The study provides biomechanical references to achieve differentiated and individualized instrumentation for patients undergoing OLIF surgery.
典型的斜外侧腰椎椎间融合术(OLIF)通常采用单枚外侧螺钉(SLS)或双枚椎弓根螺钉(DPS)进行内固定,二者均有各自的局限性。
本研究旨在探究两种额外的固定策略,即单枚反向椎弓根螺钉(SRS)和双枚重叠螺钉(DOS),并与SLS和DPS进行生物力学性能比较。
有限元(FE)分析研究。
建立L2-5有限元模型,并以L4/5作为实验节段进行验证。在该节段上分别建立包括SLS、SRS、DPS和DOS在内的四种固定方式。将L5的下表面设置为固定不动。在L2的上表面施加随动加载弯矩,以记录该节段在屈伸(F-E)、侧弯(左右)和旋转(左右)时的活动范围(ROM)以及螺钉、椎间融合器和皮质骨上的最大应力(MS)。
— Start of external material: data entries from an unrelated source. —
//! Card Categories
//!
//! Each stored category owns its storage key, record layout, fallback glyph,
//! default cards and input validation policy.

use serde::{Deserialize, Serialize};
use std::str::FromStr;

use super::card::{Card, CardDraft};
use super::defaults;
use super::error::{DomainError, DomainResult};

const FEELING_PREFIX: &str = "I feel ";

/// A stored card category (letters and numbers are generated)
#[derive(Debug, Clone, Copy, PartialEq, Eq, Hash, Serialize, Deserialize)]
#[serde(rename_all = "lowercase")]
pub enum Category {
    Phrases,
    Food,
    People,
    Feelings,
}

impl Category {
    pub const ALL: [Category; 4] = [
        Category::Phrases,
        Category::Food,
        Category::People,
        Category::Feelings,
    ];

    pub fn as_str(&self) -> &'static str {
        match self {
            Category::Phrases => "phrases",
            Category::Food => "food",
            Category::People => "people",
            Category::Feelings => "feelings",
        }
    }

    /// Key of the collection record in the key-value store
    pub fn storage_key(&self) -> &'static str {
        match self {
            Category::Phrases => "childPhrases",
            Category::Food => "childFood",
            Category::People => "childPeople",
            Category::Feelings => "childFeelings",
        }
    }

    /// Name of the array field inside the collection record
    pub fn record_field(&self) -> &'static str {
        match self {
            Category::Phrases => "phrases",
            Category::Food => "food",
            Category::People => "peoples",
            Category::Feelings => "feelings",
        }
    }

    /// Field that carries the label inside a stored card object
    pub fn label_field(&self) -> &'static str {
        match self {
            Category::Phrases => "text",
            _ => "name",
        }
    }

    /// Phrase records have no icon slot
    pub fn supports_icon(&self) -> bool {
        !matches!(self, Category::Phrases)
    }

    pub fn fallback_glyph(&self) -> &'static str {
        match self {
            Category::Phrases => "💬",
            Category::Food => "🍽️",
            Category::People => "👤",
            Category::Feelings => "😊",
        }
    }

    pub fn defaults(&self) -> Vec<Card> {
        match self {
            Category::Phrases => defaults::phrases(),
            Category::Food => defaults::food(),
            Category::People => defaults::people(),
            Category::Feelings => defaults::feelings(),
        }
    }

    /// Label for a legacy bare-string entry
    ///
    /// Feelings were stored both as bare words ("Happy") and as composed
    /// phrases ("I Feel Happy"); the composed phrase is canonical.
    pub fn derive_label(&self, legacy: &str) -> String {
        match self {
            Category::Feelings => {
                let word = legacy.trim();
                if word.is_empty() || is_composed_feeling(word) {
                    word.to_string()
                } else {
                    format!("{}{}", FEELING_PREFIX, word)
                }
            }
            _ => legacy.to_string(),
        }
    }

    /// Validate parent input and build the card to append
    ///
    /// `Ok(None)` means the input is silently ignored.
    pub fn prepare(&self, draft: CardDraft) -> DomainResult<Option<Card>> {
        let text = draft.text.trim();
        let image_ref = draft.image_ref.filter(|s| !s.is_empty());
        let icon_ref = draft.icon_ref.filter(|s| !s.is_empty() && self.supports_icon());

        let label = match self {
            Category::Feelings => {
                if text.is_empty() {
                    return Err(DomainError::InvalidInput("Please enter a feeling.".to_string()));
                }
                if text.chars().any(char::is_whitespace) {
                    return Err(DomainError::InvalidInput(
                        "One-word only. E.g. Happy, Sad, Angry.".to_string(),
                    ));
                }
                format!("{}{}", FEELING_PREFIX, text)
            }
            _ => {
                if text.is_empty() {
                    return Ok(None);
                }
                text.to_string()
            }
        };

        Ok(Some(Card {
            label,
            image_ref,
            icon_ref,
        }))
    }
}

fn is_composed_feeling(text: &str) -> bool {
    text.to_lowercase().starts_with(&FEELING_PREFIX.to_lowercase())
}

impl std::fmt::Display for Category {
    fn fmt(&self, f: &mut std::fmt::Formatter<'_>) -> std::fmt::Result {
        f.write_str(self.as_str())
    }
}

impl FromStr for Category {
    type Err = DomainError;

    fn from_str(s: &str) -> Result<Self, Self::Err> {
        match s.trim().to_lowercase().as_str() {
            "phrases" | "phrase" => Ok(Category::Phrases),
            "food" => Ok(Category::Food),
            "people" | "peoples" => Ok(Category::People),
            "feelings" | "feeling" => Ok(Category::Feelings),
            other => Err(DomainError::InvalidInput(format!("Unknown category: {}", other))),
        }
    }
}
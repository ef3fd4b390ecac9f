//! Repository Layer - Core Traits
//!
//! Defines the abstract interface for data access.
//! Implementations can use SQLite, in-memory, etc.

use async_trait::async_trait;

use crate::domain::DomainResult;

/// String keys to opaque string values (JSON blobs, or a bare PIN)
///
/// Writes replace the whole value; there is no partial update.
#[async_trait]
pub trait KeyValueStore: Send + Sync {
    /// Read the value stored under `key`, `None` if absent
    async fn get(&self, key: &str) -> DomainResult<Option<String>>;

    /// Insert or overwrite the value under `key`
    async fn set(&self, key: &str, value: &str) -> DomainResult<()>;

    /// Delete `key`; deleting an absent key is not an error
    async fn remove(&self, key: &str) -> DomainResult<()>;
}
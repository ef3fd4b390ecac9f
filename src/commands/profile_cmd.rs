//! Commands for the child profile

use crate::domain::ChildProfile;
use crate::AppState;

/// Current profile, `None` until a parent creates one
pub async fn get_profile(state: &AppState) -> Result<Option<ChildProfile>, String> {
    Ok(state.profiles.current())
}

/// Update the profile; omitted fields keep their current value
pub async fn save_profile(
    state: &AppState,
    name: Option<String>,
    age: Option<String>,
    theme_color: Option<String>,
) -> Result<ChildProfile, String> {
    let existing = state.profiles.profile_or_default();

    let updated = ChildProfile {
        name: name.map(|n| n.trim().to_string()).unwrap_or(existing.name),
        age: age.unwrap_or(existing.age),
        theme_color: theme_color.unwrap_or(existing.theme_color),
    };

    state
        .profiles
        .save(updated.clone())
        .await
        .map_err(|e| e.to_string())?;
    Ok(updated)
}
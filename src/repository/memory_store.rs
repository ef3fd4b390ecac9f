//! In-memory key-value store, for tests and throwaway sessions.

use async_trait::async_trait;
use std::collections::HashMap;
use tokio::sync::Mutex;

use super::traits::KeyValueStore;
use crate::domain::DomainResult;

#[derive(Default)]
pub struct InMemoryKvStore {
    entries: Mutex<HashMap<String, String>>,
}

impl InMemoryKvStore {
    pub fn new() -> Self {
        Self::default()
    }

    /// Store pre-seeded with raw values, e.g. records in an older layout
    pub fn with_entries<I, K, V>(entries: I) -> Self
    where
        I: IntoIterator<Item = (K, V)>,
        K: Into<String>,
        V: Into<String>,
    {
        Self {
            entries: Mutex::new(
                entries
                    .into_iter()
                    .map(|(k, v)| (k.into(), v.into()))
                    .collect(),
            ),
        }
    }
}

#[async_trait]
impl KeyValueStore for InMemoryKvStore {
    async fn get(&self, key: &str) -> DomainResult<Option<String>> {
        Ok(self.entries.lock().await.get(key).cloned())
    }

    async fn set(&self, key: &str, value: &str) -> DomainResult<()> {
        self.entries
            .lock()
            .await
            .insert(key.to_string(), value.to_string());
        Ok(())
    }

    async fn remove(&self, key: &str) -> DomainResult<()> {
        self.entries.lock().await.remove(key);
        Ok(())
    }
}
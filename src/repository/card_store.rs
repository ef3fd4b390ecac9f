//! Card Store
//!
//! Loads card collections in whatever layout they were stored in and writes
//! them back in the canonical one:
//! - legacy: `{ "<field>": ["Water", "Juice"] }`
//! - canonical: `{ "<field>": [{ "name": "Water", "image": "...", "icon": "..." }] }`
//!   (phrases use `text` instead of `name` and carry no icon)
//!
//! Every mutation rewrites the whole collection.

use serde_json::{json, Map, Value};
use std::sync::Arc;

use super::traits::KeyValueStore;
use crate::domain::{Card, CardDraft, Category, DomainResult};

/// Turn a raw collection record into cards
///
/// Absent, unparsable, or empty records yield the category defaults.
/// Entries without a usable label are dropped.
pub fn normalize(category: Category, raw: Option<&str>) -> Vec<Card> {
    let Some(raw) = raw else {
        return category.defaults();
    };

    let record: Value = match serde_json::from_str(raw) {
        Ok(record) => record,
        Err(e) => {
            log::warn!("Unreadable {} record, using defaults: {}", category, e);
            return category.defaults();
        }
    };

    let entries = match record.get(category.record_field()).and_then(Value::as_array) {
        Some(entries) if !entries.is_empty() => entries,
        _ => return category.defaults(),
    };

    let cards: Vec<Card> = entries
        .iter()
        .filter_map(|entry| normalize_entry(category, entry))
        .collect();

    if cards.is_empty() {
        log::warn!("No usable {} cards in stored record, using defaults", category);
        return category.defaults();
    }
    if cards.len() != entries.len() {
        log::warn!(
            "Dropped {} unusable {} entries",
            entries.len() - cards.len(),
            category
        );
    }
    cards
}

fn normalize_entry(category: Category, entry: &Value) -> Option<Card> {
    match entry {
        Value::String(legacy) => {
            let label = category.derive_label(legacy);
            (!label.trim().is_empty()).then(|| Card::new(label))
        }
        Value::Object(fields) => {
            let label = text_field(fields, category.label_field())
                .or_else(|| text_field(fields, "name"))
                .or_else(|| text_field(fields, "text"))?;
            Some(Card {
                label: label.to_string(),
                image_ref: text_field(fields, "image").map(str::to_string),
                icon_ref: text_field(fields, "icon")
                    .filter(|_| category.supports_icon())
                    .map(str::to_string),
            })
        }
        _ => None,
    }
}

fn text_field<'a>(fields: &'a Map<String, Value>, key: &str) -> Option<&'a str> {
    fields
        .get(key)
        .and_then(Value::as_str)
        .filter(|s| !s.trim().is_empty())
}

/// Canonical record for a collection
pub fn to_record(category: Category, cards: &[Card]) -> Value {
    let entries: Vec<Value> = cards
        .iter()
        .map(|card| {
            let mut fields = Map::new();
            fields.insert(category.label_field().to_string(), json!(card.label));
            if let Some(image) = &card.image_ref {
                fields.insert("image".to_string(), json!(image));
            }
            if let Some(icon) = card.icon_ref.as_ref().filter(|_| category.supports_icon()) {
                fields.insert("icon".to_string(), json!(icon));
            }
            Value::Object(fields)
        })
        .collect();

    let mut record = Map::new();
    record.insert(category.record_field().to_string(), Value::Array(entries));
    Value::Object(record)
}

/// Whether a raw record still holds bare-string entries
fn is_legacy(category: Category, raw: &str) -> bool {
    serde_json::from_str::<Value>(raw)
        .ok()
        .as_ref()
        .and_then(|record| record.get(category.record_field()))
        .and_then(Value::as_array)
        .map(|entries| entries.iter().any(Value::is_string))
        .unwrap_or(false)
}

/// In-memory editing state of one collection, as held by a screen
///
/// Edits are applied here first and then persisted; when a write fails the
/// edit stays visible and `is_persisted()` turns false.
#[derive(Debug, Clone, PartialEq, Eq)]
pub struct CardCollection {
    category: Category,
    cards: Vec<Card>,
    persisted: bool,
}

impl CardCollection {
    pub fn new(category: Category, cards: Vec<Card>) -> Self {
        Self {
            category,
            cards,
            persisted: true,
        }
    }

    pub fn category(&self) -> Category {
        self.category
    }

    pub fn cards(&self) -> &[Card] {
        &self.cards
    }

    pub fn len(&self) -> usize {
        self.cards.len()
    }

    pub fn is_empty(&self) -> bool {
        self.cards.is_empty()
    }

    /// False after a write that failed and has not been retried
    pub fn is_persisted(&self) -> bool {
        self.persisted
    }

    pub fn find(&self, label: &str) -> Option<&Card> {
        self.cards.iter().find(|card| card.label == label)
    }

    pub fn into_cards(self) -> Vec<Card> {
        self.cards
    }
}

/// Card collections over a key-value store
#[derive(Clone)]
pub struct CardStore {
    kv: Arc<dyn KeyValueStore>,
}

impl CardStore {
    pub fn new(kv: Arc<dyn KeyValueStore>) -> Self {
        Self { kv }
    }

    /// Ready-to-render cards for a category
    pub async fn load_collection(&self, category: Category) -> DomainResult<Vec<Card>> {
        let raw = self.kv.get(category.storage_key()).await?;
        Ok(normalize(category, raw.as_deref()))
    }

    /// Load a collection for editing
    pub async fn open(&self, category: Category) -> DomainResult<CardCollection> {
        let cards = self.load_collection(category).await?;
        Ok(CardCollection::new(category, cards))
    }

    /// Overwrite the stored collection with `cards`
    pub async fn save_collection(&self, category: Category, cards: &[Card]) -> DomainResult<()> {
        let record = serde_json::to_string(&to_record(category, cards))?;
        self.kv.set(category.storage_key(), &record).await
    }

    /// Validate `draft`, append it, and persist the whole collection
    ///
    /// Returns the updated cards. Validation errors leave the collection
    /// untouched; write failures do not (see `CardCollection`).
    pub async fn add_card(&self, collection: &mut CardCollection, draft: CardDraft) -> DomainResult<Vec<Card>> {
        let Some(card) = collection.category.prepare(draft)? else {
            return Ok(collection.cards.clone());
        };

        log::info!("Adding {} card '{}'", collection.category, card.label);
        collection.cards.push(card);
        self.persist(collection).await;
        Ok(collection.cards.clone())
    }

    /// Remove the first card labelled `label`; no-op when there is none
    pub async fn remove_card(&self, collection: &mut CardCollection, label: &str) -> DomainResult<Vec<Card>> {
        if let Some(index) = collection.cards.iter().position(|card| card.label == label) {
            log::info!("Removing {} card '{}'", collection.category, label);
            collection.cards.remove(index);
            self.persist(collection).await;
        }
        Ok(collection.cards.clone())
    }

    async fn persist(&self, collection: &mut CardCollection) {
        match self.save_collection(collection.category, &collection.cards).await {
            Ok(()) => collection.persisted = true,
            Err(e) => {
                log::error!("Failed to save {} collection: {}", collection.category, e);
                collection.persisted = false;
            }
        }
    }

    /// Rewrite every stored legacy record in canonical form
    ///
    /// Absent records are left absent. Records that would lose entries in
    /// the rewrite are left as they are, and a failed write only skips that
    /// record. Returns how many records were rewritten.
    pub async fn migrate_legacy_records(&self) -> DomainResult<usize> {
        let mut migrated = 0;
        for category in Category::ALL {
            let Some(raw) = self.kv.get(category.storage_key()).await? else {
                continue;
            };
            if !is_legacy(category, &raw) {
                continue;
            }
            let Some(cards) = convert_all(category, &raw) else {
                log::warn!("Leaving legacy {} record as is: some entries have no usable label", category);
                continue;
            };
            if let Err(e) = self.save_collection(category, &cards).await {
                log::error!("Failed to migrate legacy {} record: {}", category, e);
                continue;
            }
            log::info!("Migrated legacy {} record ({} cards)", category, cards.len());
            migrated += 1;
        }
        Ok(migrated)
    }
}

/// Every entry of a record as a card, `None` if any entry would be dropped
fn convert_all(category: Category, raw: &str) -> Option<Vec<Card>> {
    let record: Value = serde_json::from_str(raw).ok()?;
    let entries = record.get(category.record_field())?.as_array()?;
    if entries.is_empty() {
        return None;
    }
    entries
        .iter()
        .map(|entry| normalize_entry(category, entry))
        .collect()
}

#[cfg(test)]
mod tests {
    use super::*;

    fn labels(cards: &[Card]) -> Vec<&str> {
        cards.iter().map(|c| c.label.as_str()).collect()
    }

    #[test]
    fn test_absent_and_empty_records_use_defaults() {
        for category in Category::ALL {
            assert_eq!(normalize(category, None), category.defaults());
            let empty = format!(r#"{{"{}": []}}"#, category.record_field());
            assert_eq!(normalize(category, Some(empty.as_str())), category.defaults());
            assert_eq!(normalize(category, Some("{}")), category.defaults());
        }
    }

    #[test]
    fn test_malformed_json_uses_defaults() {
        assert_eq!(normalize(Category::Food, Some("{not json")), Category::Food.defaults());
        assert_eq!(normalize(Category::Food, Some(r#"{"food": "Water"}"#)), Category::Food.defaults());
    }

    #[test]
    fn test_legacy_strings() {
        let cards = normalize(Category::People, Some(r#"{"peoples": ["Mummy", "Coach"]}"#));
        assert_eq!(labels(&cards), vec!["Mummy", "Coach"]);
        assert!(cards.iter().all(|c| c.image_ref.is_none() && c.icon_ref.is_none()));
    }

    #[test]
    fn test_legacy_feelings_are_composed() {
        let cards = normalize(
            Category::Feelings,
            Some(r#"{"feelings": ["Happy", "I Feel Sad", "Grumpy"]}"#),
        );
        assert_eq!(labels(&cards), vec!["I feel Happy", "I Feel Sad", "I feel Grumpy"]);
    }

    #[test]
    fn test_canonical_objects_kept() {
        let raw = r#"{"food": [{"name": "Pizza", "image": "file:///p.jpg"}, {"name": "Tea", "icon": "coffee"}]}"#;
        let cards = normalize(Category::Food, Some(raw));
        assert_eq!(
            cards,
            vec![
                Card::new("Pizza").with_image("file:///p.jpg"),
                Card::new("Tea").with_icon("coffee"),
            ]
        );
    }

    #[test]
    fn test_phrase_objects_use_text() {
        let raw = r#"{"phrases": [{"text": "Hello", "image": "img.png"}]}"#;
        assert_eq!(
            normalize(Category::Phrases, Some(raw)),
            vec![Card::new("Hello").with_image("img.png")]
        );
    }

    #[test]
    fn test_unusable_entries_dropped() {
        let raw = r#"{"food": [{"name": ""}, 42, "Toast", {"image": "x.png"}]}"#;
        assert_eq!(labels(&normalize(Category::Food, Some(raw))), vec!["Toast"]);

        let all_bad = r#"{"food": [{"name": ""}, 42]}"#;
        assert_eq!(normalize(Category::Food, Some(all_bad)), Category::Food.defaults());
    }

    #[test]
    fn test_record_layout() {
        let record = to_record(Category::Phrases, &[Card::new("Hi").with_image("a.png").with_icon("hand")]);
        assert_eq!(record, json!({"phrases": [{"text": "Hi", "image": "a.png"}]}));

        let record = to_record(Category::People, &[Card::new("Nanna").with_icon("account")]);
        assert_eq!(record, json!({"peoples": [{"name": "Nanna", "icon": "account"}]}));
    }

    #[test]
    fn test_legacy_detection() {
        assert!(is_legacy(Category::Food, r#"{"food": ["Water"]}"#));
        assert!(!is_legacy(Category::Food, r#"{"food": [{"name": "Water"}]}"#));
        assert!(!is_legacy(Category::Food, "garbage"));
    }

    #[test]
    fn test_convert_all_refuses_lossy_records() {
        let cards = convert_all(Category::Food, r#"{"food": ["Tea", {"name": "Cake"}]}"#).unwrap();
        assert_eq!(labels(&cards), vec!["Tea", "Cake"]);

        assert_eq!(convert_all(Category::Food, r#"{"food": ["Tea", {"image": "x.png"}]}"#), None);
        assert_eq!(convert_all(Category::Food, r#"{"food": ["  "]}"#), None);
        assert_eq!(convert_all(Category::Food, r#"{"food": []}"#), None);
    }

    #[test]
    fn test_collection_accessors() {
        let collection = CardCollection::new(Category::Food, Category::Food.defaults());
        assert_eq!(collection.len(), 9);
        assert!(collection.is_persisted());
        assert!(collection.find("Milk").is_some());
        assert!(collection.find("Pizza").is_none());
    }
}
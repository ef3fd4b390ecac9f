//! Domain Layer
//!
//! Contains all domain entities and core rules.
//! This layer has NO I/O (serde only for serialization).

mod card;
mod category;
pub mod defaults;
mod error;
mod profile;
mod theme;

pub use card::{alphabet_cards, number_cards, Card, CardDraft, CardVisual, NUMBER_RANGE};
pub use category::Category;
pub use error::{DomainError, DomainResult};
pub use profile::{ChildProfile, DEFAULT_CHILD_NAME};
pub use theme::{resolve_theme, Theme, ThemeKind, BOY_THEME, GIRL_THEME, NEUTRAL_THEME};
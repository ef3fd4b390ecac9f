//! BrightSpeak Core
//!
//! Layered architecture:
//! - domain: Core entities and business rules
//! - repository: Data access abstractions and implementations
//! - context: Shared child profile state
//! - games: Quiz and Ten-in-the-Bed game state
//! - audio: Speech and music collaborators
//! - screen: Mount-guarded screen loading
//! - commands: Command handlers over `AppState`

use std::sync::Arc;

pub mod audio;
pub mod commands;
pub mod config;
pub mod context;
pub mod domain;
pub mod games;
pub mod repository;
pub mod screen;

use audio::{LogMusicPlayer, MusicPlayer, Speaker};
use config::Config;
use context::ProfileContext;
use domain::DomainResult;
use repository::{
    init_db, CardStore, DbState, KeyValueStore, PinRepository, ProfileRepository, SqliteKvStore,
};

/// Application state shared across commands
pub struct AppState {
    pub config: Config,
    /// `None` when running on a non-SQLite store
    pub db_state: Option<DbState>,
    pub cards: CardStore,
    pub profiles: ProfileContext,
    pub pins: PinRepository,
    pub speaker: Arc<dyn Speaker>,
    pub music: Arc<dyn MusicPlayer>,
}

impl AppState {
    /// State over an arbitrary key-value store
    pub async fn with_store(
        config: Config,
        kv: Arc<dyn KeyValueStore>,
        speaker: Arc<dyn Speaker>,
    ) -> DomainResult<Self> {
        let profiles = ProfileContext::load(ProfileRepository::new(kv.clone())).await?;
        Ok(Self {
            config,
            db_state: None,
            cards: CardStore::new(kv.clone()),
            profiles,
            pins: PinRepository::new(kv),
            speaker,
            music: Arc::new(LogMusicPlayer),
        })
    }
}

/// Open the configured database, migrate legacy records, and build the state
pub async fn init_app(config: Config, speaker: Arc<dyn Speaker>) -> DomainResult<AppState> {
    let db_path = config.db_path();
    log::info!("Opening database at {}", db_path.display());

    let db_state = init_db(&db_path).await?;
    let kv = Arc::new(SqliteKvStore::new(db_state.conn.clone()));

    let mut state = AppState::with_store(config, kv, speaker).await?;
    state.db_state = Some(db_state);

    match state.cards.migrate_legacy_records().await {
        Ok(0) => {}
        Ok(migrated) => log::info!("Migrated {} legacy card records", migrated),
        Err(e) => log::warn!("Legacy card migration skipped: {}", e),
    }
    Ok(state)
}

#[cfg(test)]
mod tests {
    use super::*;
    use crate::audio::LogSpeaker;
    use crate::domain::Category;
    use tempfile::TempDir;

    #[tokio::test]
    async fn test_init_app_persists_between_runs() {
        let temp = TempDir::new().unwrap();
        let config = Config {
            data_dir: temp.path().join("data"),
            ..Default::default()
        };

        let state = init_app(config.clone(), Arc::new(LogSpeaker)).await.unwrap();
        assert!(state.db_state.as_ref().unwrap().is_initialized().await);
        let mut food = state.cards.open(Category::Food).await.unwrap();
        state
            .cards
            .add_card(&mut food, domain::CardDraft::new("Pizza"))
            .await
            .unwrap();
        drop(state);

        let state = init_app(config, Arc::new(LogSpeaker)).await.unwrap();
        let food = state.cards.load_collection(Category::Food).await.unwrap();
        assert_eq!(food.last().map(|c| c.label.as_str()), Some("Pizza"));
        assert!(temp.path().join("data/brightspeak.db").exists());
    }
}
通过与既往研究比较,验证了该模型的可行性。关于即刻稳定性:(i)在F-E和旋转过程中,DPS和DOS的ROM显著低于SLS和SRS;(ii)与DPS相比,DOS在F-E运动和左旋时的ROM略有增加;(iii)与SLS相比,SRS在屈曲时ROM增加,但在伸展时ROM降低,在其他运动过程中无明显差异。关于力学响应:(i)在大多数运动中,DPS和DOS在螺钉、皮质骨和椎间融合器上的MS低于SLS和SRS;(ii)与DPS相比,DOS在大多数运动中螺钉、皮质骨和椎间融合器上的MS增加;(iii)与SLS相比,SRS在屈曲时螺钉上的MS增加,但在伸展时降低,在大多数运动中皮质骨和椎间融合器上的MS也降低。
与单螺钉系统(SLS和SRS)相比,双螺钉系统(DPS和DOS)对节段具有更强的即刻稳定性,并减轻了器械的机械负荷;对于前者,DOS表现出与典型DPS相当的即刻稳定性,表明其有作为可行替代方案的潜力;对于后者,SRS表现出与传统SLS相似的稳定性,椎间融合器和皮质骨上的应力负荷较小,表明长期器械失效风险较低。
本研究为接受OLIF手术的患者实现差异化和个体化内固定提供了生物力学参考。